Date: Tue, 1 Jun 2004 16:52:24 -0700
User-agent: Mutt/

On Tue, Jun 01, 2004 at 01:35:22PM -0700, Tyler wrote:
> We've been working on two branches for several months: the trunk (our
> good pal HEAD) and the release branch (RELEASE).
> Initially, the plan was for developers to make any needed changes to
> both HEAD and RELEASE. RELEASE would eventually be released, while HEAD
> would be the development branch, from which RELEASE2 would eventually be
> branched.
> Somewhere in there, we changed our branching/releasing strategy, and the
> release branch got to be very long-lived, such that now we don't want to
> go back to the code on the HEAD. Instead, we want to continue working
> off of RELEASE, and eventually branch RELEASE2 from the code in RELEASE.
> For various reasons, i believe that promoting RELEASE up to HEAD is a
> good idea (mostly related to low level cvs management and
> administration). 
> Question 1: am i right to want to do this?
> The best way i can think of to do this is by essentially overwriting
> HEAD with RELEASE. I don't want to do a merge, because HEAD is
> considered unstable (it hasn't been tested for months), and because what
> i want is precisely what's on RELEASE.
> Question 2: is there a better way to do this than overwriting HEAD with
> The best way i can think of to do the overwrite is with rsync.
> Basically, the methodology would be:
> - freeze HEAD
> - clean checkout of HEAD
> - tag it :)
> - clean checkout of RELEASE
> - tag it
> - copy all files in RELEASE sandbox over to HEAD sandbox
>       - use rsync --delete to catch files that have been deleted on
>         RELEASE but that have not had that change propagated to HEAD
> Question 3: is this totally insane?
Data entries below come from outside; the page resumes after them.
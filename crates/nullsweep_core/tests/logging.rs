//! Log output of the analysis and fix pipeline.

use std::sync::{Arc, Mutex};

use nullsweep_core::{
    AnalysisDriver, AnalyzerConfig, CancellationToken, CodeFixProvider, Document,
    MakeNullableCodeFix,
};
use nullsweep_parser::CSharpParser;
use tracing_subscriber::prelude::*;

struct LogCounter {
    needle: &'static str,
    count: Arc<Mutex<usize>>,
}

impl<S: tracing::Subscriber> tracing_subscriber::Layer<S> for LogCounter {
    fn on_event(
        &self,
        event: &tracing::Event<'_>,
        _ctx: tracing_subscriber::layer::Context<'_, S>,
    ) {
        let mut visitor = MessageVisitor(String::new());
        event.record(&mut visitor);
        if visitor.0.contains(self.needle) {
            *self.count.lock().unwrap() += 1;
        }
    }
}

struct MessageVisitor(String);

impl tracing::field::Visit for MessageVisitor {
    fn record_debug(&mut self, field: &tracing::field::Field, value: &dyn std::fmt::Debug) {
        if field.name() == "message" {
            use std::fmt::Write;
            let _ = write!(self.0, "{:?}", value);
        }
    }
    fn record_str(&mut self, field: &tracing::field::Field, value: &str) {
        if field.name() == "message" {
            self.0.push_str(value);
        }
    }
}

fn count_events(needle: &'static str, run: impl FnOnce()) -> usize {
    let count = Arc::new(Mutex::new(0));
    let subscriber = tracing_subscriber::registry()
        .with(tracing_subscriber::EnvFilter::new("trace"))
        .with(LogCounter {
            needle,
            count: count.clone(),
        });
    tracing::subscriber::with_default(subscriber, run);
    *count.lock().unwrap()
}

fn parse(source: &str) -> Document {
    Document::parse(&CSharpParser::new(), source).unwrap()
}

#[test]
fn test_generated_documents_are_logged() {
    let driver = AnalysisDriver::with_builtin_rules(AnalyzerConfig::new()).unwrap();
    let documents = vec![
        parse("string a = x!;").with_path("Api.g.cs"),
        parse("string b = y!;").with_path("Program.cs"),
    ];

    // The subscriber is thread-local, so analyze on this thread
    let skipped = count_events("Skipping generated document", || {
        let results: Vec<_> = documents.iter().map(|d| driver.analyze(d)).collect();
        assert!(results[0].is_empty());
        assert_eq!(results[1].len(), 1);
    });
    assert_eq!(skipped, 1);

    let summaries = count_events("Analyzed 2 documents", || {
        driver.analyze_documents(&documents);
    });
    assert_eq!(summaries, 1);
}

#[test]
fn test_fix_is_logged() {
    let document = parse("string a = x!;\nstring b = y!;\n");
    let driver = AnalysisDriver::with_builtin_rules(AnalyzerConfig::new()).unwrap();

    let fixes = count_events("Made variable nullable", || {
        let diagnostic = driver.analyze(&document).remove(0);
        let fix = MakeNullableCodeFix::new();
        let action = fix.register_code_fixes(&document, &diagnostic).remove(0);
        fix.apply(&document, &action, &CancellationToken::new()).unwrap();
    });
    assert_eq!(fixes, 1);
}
Is there a better way to do the
> actual overwrite?

While i would still be interested in opinions about questions 1 and 2, a
friend of mine appears to have solved question 3. This:

cvs up -jHEAD -jRELEASE -kk

appears to have had the desired overwriting effect with no conflicts.
I'm still trying to figure out how it works, so i'm not sure i trust it,
but this:

cvs diff -rRELEASE -kk

from the merged-into working directory returns no diffs.

Question 3a: does this make sense? Or is there something subtle that
might have gone wrong -- even so subtle as to fool cvs diff?